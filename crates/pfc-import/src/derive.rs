use pfc_core::*;
use pfc_records::*;
use pfc_store::Store;

/// An entity kind derived from a game index after import.
///
/// The four kinds share the pass: walk the game index in key order, dedup
/// on key change, and insert a new record with a freshly allocated
/// identity for each key not already on file.
pub trait Derived: Sized {
    /// Game index the natural keys are read from.
    const GAME_INDEX: &'static str;
    /// Identity-counter kind codes are allocated from.
    const KIND: &'static str;
    /// Plural label for reporter messages.
    const LABEL: &'static str;

    fn from_game_key(key: &str) -> Outcome<Self>;
    fn set_code(&mut self, code: &str);
    fn display_name(&self) -> String;
    fn natural_key(&self) -> String;
    /// True if a record for this natural key already exists.
    fn on_file<S: Store>(store: &S, natural_key: &str) -> bool;
    fn insert<S: Store>(&self, store: &mut S) -> Outcome<Key>;
}

impl Derived for Player {
    const GAME_INDEX: &'static str = GAME_PLAYER_INDEX;
    const KIND: &'static str = PLAYER_IDENTITY_KIND;
    const LABEL: &'static str = "player";

    fn from_game_key(key: &str) -> Outcome<Self> {
        Player::from_side_key(key)
    }
    fn set_code(&mut self, code: &str) {
        self.alias = code.to_string();
        self.identity = code.to_string();
    }
    fn display_name(&self) -> String {
        self.name.clone().unwrap_or_default()
    }
    fn natural_key(&self) -> String {
        self.alias_index_key()
    }
    fn on_file<S: Store>(store: &S, natural_key: &str) -> bool {
        // A player occurrence may be on file in either index family.
        store
            .recordlist_key(PLAYER_FILE, PERSON_ALIAS_INDEX, natural_key)
            .count_records()
            > 0
            || store
                .recordlist_key(PLAYER_FILE, PLAYER_ALIAS_INDEX, natural_key)
                .count_records()
                > 0
    }
    fn insert<S: Store>(&self, store: &mut S) -> Outcome<Key> {
        store.put_record(PLAYER_FILE, &AsPlayer(self))
    }
}

impl Derived for Event {
    const GAME_INDEX: &'static str = GAME_EVENT_INDEX;
    const KIND: &'static str = EVENT_IDENTITY_KIND;
    const LABEL: &'static str = "event";

    fn from_game_key(key: &str) -> Outcome<Self> {
        Event::from_event_key(key)
    }
    fn set_code(&mut self, code: &str) {
        self.alias = code.to_string();
        self.identity = code.to_string();
    }
    fn display_name(&self) -> String {
        self.event.clone().unwrap_or_default()
    }
    fn natural_key(&self) -> String {
        self.alias_index_key()
    }
    fn on_file<S: Store>(store: &S, natural_key: &str) -> bool {
        store
            .recordlist_key(EVENT_FILE, EVENT_ALIAS_INDEX, natural_key)
            .count_records()
            > 0
    }
    fn insert<S: Store>(&self, store: &mut S) -> Outcome<Key> {
        store.put_record(EVENT_FILE, self)
    }
}

impl Derived for TimeControl {
    const GAME_INDEX: &'static str = GAME_TIMECONTROL_INDEX;
    const KIND: &'static str = TIME_IDENTITY_KIND;
    const LABEL: &'static str = "time control";

    fn from_game_key(key: &str) -> Outcome<Self> {
        Ok(TimeControl::from_tag(key))
    }
    fn set_code(&mut self, code: &str) {
        self.alias = code.to_string();
        self.identity = code.to_string();
    }
    fn display_name(&self) -> String {
        self.timecontrol.clone().unwrap_or_default()
    }
    fn natural_key(&self) -> String {
        self.alias_index_key()
    }
    fn on_file<S: Store>(store: &S, natural_key: &str) -> bool {
        store
            .recordlist_key(TIME_FILE, TIME_ALIAS_INDEX, natural_key)
            .count_records()
            > 0
    }
    fn insert<S: Store>(&self, store: &mut S) -> Outcome<Key> {
        store.put_record(TIME_FILE, self)
    }
}

impl Derived for Mode {
    const GAME_INDEX: &'static str = GAME_MODE_INDEX;
    const KIND: &'static str = MODE_IDENTITY_KIND;
    const LABEL: &'static str = "mode";

    fn from_game_key(key: &str) -> Outcome<Self> {
        Ok(Mode::from_tag(key))
    }
    fn set_code(&mut self, code: &str) {
        self.alias = code.to_string();
        self.identity = code.to_string();
    }
    fn display_name(&self) -> String {
        self.mode.clone().unwrap_or_default()
    }
    fn natural_key(&self) -> String {
        self.alias_index_key()
    }
    fn on_file<S: Store>(store: &S, natural_key: &str) -> bool {
        store
            .recordlist_key(MODE_FILE, MODE_ALIAS_INDEX, natural_key)
            .count_records()
            > 0
    }
    fn insert<S: Store>(&self, store: &mut S) -> Outcome<Key> {
        store.put_record(MODE_FILE, self)
    }
}

/// Distinct keys of a game index in index order.
fn distinct_game_keys<D: Derived, S: Store>(store: &S) -> Vec<String> {
    let mut distinct = Vec::new();
    let mut previous: Option<String> = None;
    for (key, _) in store.index_cursor(GAME_FILE, D::GAME_INDEX) {
        if previous.as_deref() == Some(key.as_str()) {
            continue;
        }
        previous = Some(key.clone());
        distinct.push(key);
    }
    distinct
}

/// Populate an entity file from the corresponding game index.
///
/// Each distinct game-index key not already on file gets a new record
/// with `identity = alias = <new code>`. Segment commits bound the write
/// set. Returns Ok(false) without committing the in-flight segment when
/// `stop` is set.
pub fn copy_names_from_games<D: Derived, S: Store>(
    store: &mut S,
    reporter: &mut dyn Reporter,
    stop: &Stop,
) -> Outcome<bool> {
    reporter.append_text(&format!("Copy {} names from games.", D::LABEL));
    let distinct = distinct_game_keys::<D, S>(store);
    store.start_transaction();
    match copy_pass::<D, S>(store, &distinct, reporter, stop) {
        Ok(Some((copy_count, onfile_count))) => {
            store.commit()?;
            reporter.append_text_only("");
            reporter.append_text(&format!("{} {}s added to database.", copy_count, D::LABEL));
            reporter.append_text_only(&format!(
                "{} {}s already on database.",
                onfile_count,
                D::LABEL
            ));
            reporter.append_text_only(&format!("{} game references processed.", distinct.len()));
            reporter.append_text_only("");
            Ok(true)
        }
        Ok(None) => {
            store.backout();
            Ok(false)
        }
        Err(fault) => {
            store.backout();
            Err(fault)
        }
    }
}

fn copy_pass<D: Derived, S: Store>(
    store: &mut S,
    distinct: &[String],
    reporter: &mut dyn Reporter,
    stop: &Stop,
) -> Outcome<Option<(usize, usize)>> {
    let mut copy_count = 0usize;
    let mut onfile_count = 0usize;
    for key in distinct {
        if stop.is_set() {
            reporter.append_text_only("");
            reporter.append_text("Copy stopped.");
            return Ok(None);
        }
        let mut record = D::from_game_key(key)?;
        if D::on_file(store, &record.natural_key()) {
            onfile_count += 1;
            continue;
        }
        let code = allocate_identity(store, D::KIND)?;
        record.set_code(&code);
        let record_key = record.insert(store)?;
        copy_count += 1;
        if copy_count % SEGMENT_SIZE == 0 {
            store.commit()?;
            store.start_transaction();
            reporter.append_text(&format!(
                "{} {} is record {}",
                D::LABEL,
                record.display_name(),
                record_key
            ));
        }
    }
    Ok(Some((copy_count, onfile_count)))
}

/// Count the distinct game-index keys not yet on the entity file.
/// Returns Ok(None) when `stop` is set.
pub fn count_names_to_copy<D: Derived, S: Store>(
    store: &S,
    reporter: &mut dyn Reporter,
    stop: &Stop,
) -> Outcome<Option<usize>> {
    reporter.append_text(&format!("Count {} names to be copied from games.", D::LABEL));
    let mut count = 0usize;
    for key in distinct_game_keys::<D, S>(store) {
        if stop.is_set() {
            reporter.append_text_only("");
            reporter.append_text("Count stopped.");
            return Ok(None);
        }
        let record = D::from_game_key(&key)?;
        if !D::on_file(store, &record.natural_key()) {
            count += 1;
        }
    }
    reporter.append_text(&format!(
        "{} {} names to be copied from games.",
        count,
        D::LABEL
    ));
    Ok(Some(count))
}

/// Run the four derived-entity passes in dependency-free order.
pub fn copy_all_names_from_games<S: Store>(
    store: &mut S,
    reporter: &mut dyn Reporter,
    stop: &Stop,
) -> Outcome<bool> {
    Ok(copy_names_from_games::<Player, S>(store, reporter, stop)?
        && copy_names_from_games::<Event, S>(store, reporter, stop)?
        && copy_names_from_games::<TimeControl, S>(store, reporter, stop)?
        && copy_names_from_games::<Mode, S>(store, reporter, stop)?)
}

++++++++++

> _TASK PROMPT_
Write out exactly the lines between the start of the entries and the line containing "are read from.", including that line and the first one.

> _OUTPUT OF THE EXERCISE_
filename crates/pfc-import/src/derive.rs
use pfc_core::*;
use pfc_records::*;
use pfc_store::Store;

/// An entity kind derived from a game index after import.
///
/// The four kinds share the pass: walk the game index in key order, dedup
/// on key change, and insert a new record with a freshly allocated
/// identity for each key not already on file.
pub trait Derived: Sized {
    /// Game index the natural keys are read from.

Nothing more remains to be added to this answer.